* What the task requires
Say how many lines of these entries include the word "struct", and answer with the number alone.
Exercise materials Block Start
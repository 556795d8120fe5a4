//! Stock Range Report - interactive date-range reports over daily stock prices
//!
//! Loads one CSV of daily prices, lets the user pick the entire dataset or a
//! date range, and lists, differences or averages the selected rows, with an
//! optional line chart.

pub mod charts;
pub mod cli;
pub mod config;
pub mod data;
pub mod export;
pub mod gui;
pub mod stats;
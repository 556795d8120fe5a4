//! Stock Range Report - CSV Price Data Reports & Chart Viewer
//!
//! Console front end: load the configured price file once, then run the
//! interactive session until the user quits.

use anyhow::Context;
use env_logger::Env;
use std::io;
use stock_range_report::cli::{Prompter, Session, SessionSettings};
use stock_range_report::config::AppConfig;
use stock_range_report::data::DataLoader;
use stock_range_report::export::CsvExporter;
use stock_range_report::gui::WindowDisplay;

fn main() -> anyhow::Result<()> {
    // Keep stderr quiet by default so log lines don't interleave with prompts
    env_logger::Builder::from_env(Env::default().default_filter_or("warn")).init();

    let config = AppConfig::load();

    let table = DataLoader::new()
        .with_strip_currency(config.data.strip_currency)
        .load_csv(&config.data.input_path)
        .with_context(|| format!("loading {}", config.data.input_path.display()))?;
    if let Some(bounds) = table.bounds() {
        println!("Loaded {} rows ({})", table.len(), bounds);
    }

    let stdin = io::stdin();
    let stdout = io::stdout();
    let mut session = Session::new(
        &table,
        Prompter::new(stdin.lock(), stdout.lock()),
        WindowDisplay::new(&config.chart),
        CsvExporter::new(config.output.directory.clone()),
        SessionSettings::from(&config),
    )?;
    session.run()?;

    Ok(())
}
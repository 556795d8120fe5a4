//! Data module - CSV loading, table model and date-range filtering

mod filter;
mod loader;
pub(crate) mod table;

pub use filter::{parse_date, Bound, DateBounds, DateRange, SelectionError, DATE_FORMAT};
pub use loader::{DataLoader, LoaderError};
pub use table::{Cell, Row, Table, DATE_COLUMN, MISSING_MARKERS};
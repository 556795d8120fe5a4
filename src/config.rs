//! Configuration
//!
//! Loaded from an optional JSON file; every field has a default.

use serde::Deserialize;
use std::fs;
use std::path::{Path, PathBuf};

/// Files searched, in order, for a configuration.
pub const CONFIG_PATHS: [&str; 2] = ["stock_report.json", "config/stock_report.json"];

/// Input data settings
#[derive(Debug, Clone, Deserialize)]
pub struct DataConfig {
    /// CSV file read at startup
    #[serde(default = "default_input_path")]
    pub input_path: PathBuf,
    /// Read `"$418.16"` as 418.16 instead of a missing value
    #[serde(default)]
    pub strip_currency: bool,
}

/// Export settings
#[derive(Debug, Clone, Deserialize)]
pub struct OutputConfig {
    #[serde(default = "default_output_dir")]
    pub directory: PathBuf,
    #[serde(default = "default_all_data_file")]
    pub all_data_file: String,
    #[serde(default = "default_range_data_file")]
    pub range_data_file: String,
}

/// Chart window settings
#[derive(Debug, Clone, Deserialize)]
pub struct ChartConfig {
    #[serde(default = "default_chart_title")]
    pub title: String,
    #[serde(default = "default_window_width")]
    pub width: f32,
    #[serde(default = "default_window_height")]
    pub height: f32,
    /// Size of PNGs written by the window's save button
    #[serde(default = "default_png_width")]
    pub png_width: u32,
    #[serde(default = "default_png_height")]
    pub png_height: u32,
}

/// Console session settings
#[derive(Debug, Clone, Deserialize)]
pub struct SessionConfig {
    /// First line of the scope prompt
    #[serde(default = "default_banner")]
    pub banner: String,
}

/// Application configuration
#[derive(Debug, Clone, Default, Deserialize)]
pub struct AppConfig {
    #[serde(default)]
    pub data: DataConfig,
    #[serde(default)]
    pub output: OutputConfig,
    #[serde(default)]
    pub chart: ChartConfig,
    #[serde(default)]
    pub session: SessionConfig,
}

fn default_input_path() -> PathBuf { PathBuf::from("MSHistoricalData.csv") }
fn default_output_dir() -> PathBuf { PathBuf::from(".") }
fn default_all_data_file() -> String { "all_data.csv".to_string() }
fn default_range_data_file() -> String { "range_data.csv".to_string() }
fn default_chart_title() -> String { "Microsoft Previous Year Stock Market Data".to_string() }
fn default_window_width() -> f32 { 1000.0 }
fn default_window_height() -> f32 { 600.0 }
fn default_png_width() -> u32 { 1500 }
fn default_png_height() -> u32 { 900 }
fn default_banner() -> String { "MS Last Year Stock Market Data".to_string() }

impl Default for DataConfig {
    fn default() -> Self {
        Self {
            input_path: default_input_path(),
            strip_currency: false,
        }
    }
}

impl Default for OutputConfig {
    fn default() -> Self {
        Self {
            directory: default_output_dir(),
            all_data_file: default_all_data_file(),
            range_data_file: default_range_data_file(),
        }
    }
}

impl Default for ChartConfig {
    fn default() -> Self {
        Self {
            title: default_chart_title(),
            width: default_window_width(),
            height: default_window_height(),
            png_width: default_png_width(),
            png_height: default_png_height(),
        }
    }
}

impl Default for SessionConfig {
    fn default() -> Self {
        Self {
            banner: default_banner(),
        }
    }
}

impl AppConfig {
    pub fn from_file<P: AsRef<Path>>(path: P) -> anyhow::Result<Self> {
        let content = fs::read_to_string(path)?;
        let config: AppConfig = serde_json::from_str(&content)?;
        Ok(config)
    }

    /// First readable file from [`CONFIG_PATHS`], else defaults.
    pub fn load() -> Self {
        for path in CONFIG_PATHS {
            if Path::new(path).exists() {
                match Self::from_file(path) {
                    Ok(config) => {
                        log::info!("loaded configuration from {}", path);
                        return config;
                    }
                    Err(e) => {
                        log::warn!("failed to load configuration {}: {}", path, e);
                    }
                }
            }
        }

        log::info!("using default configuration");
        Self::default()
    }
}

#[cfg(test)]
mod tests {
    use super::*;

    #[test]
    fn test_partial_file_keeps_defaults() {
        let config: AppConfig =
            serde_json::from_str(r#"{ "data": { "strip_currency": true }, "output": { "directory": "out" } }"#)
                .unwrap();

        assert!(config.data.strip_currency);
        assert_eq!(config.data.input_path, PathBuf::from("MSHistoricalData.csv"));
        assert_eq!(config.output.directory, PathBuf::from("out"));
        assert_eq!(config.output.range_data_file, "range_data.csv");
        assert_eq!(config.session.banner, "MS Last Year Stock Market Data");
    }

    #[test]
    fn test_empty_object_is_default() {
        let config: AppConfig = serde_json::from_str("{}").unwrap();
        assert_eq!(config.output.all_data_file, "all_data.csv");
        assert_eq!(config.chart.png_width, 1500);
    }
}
Exercise materials Block End
* Task response
5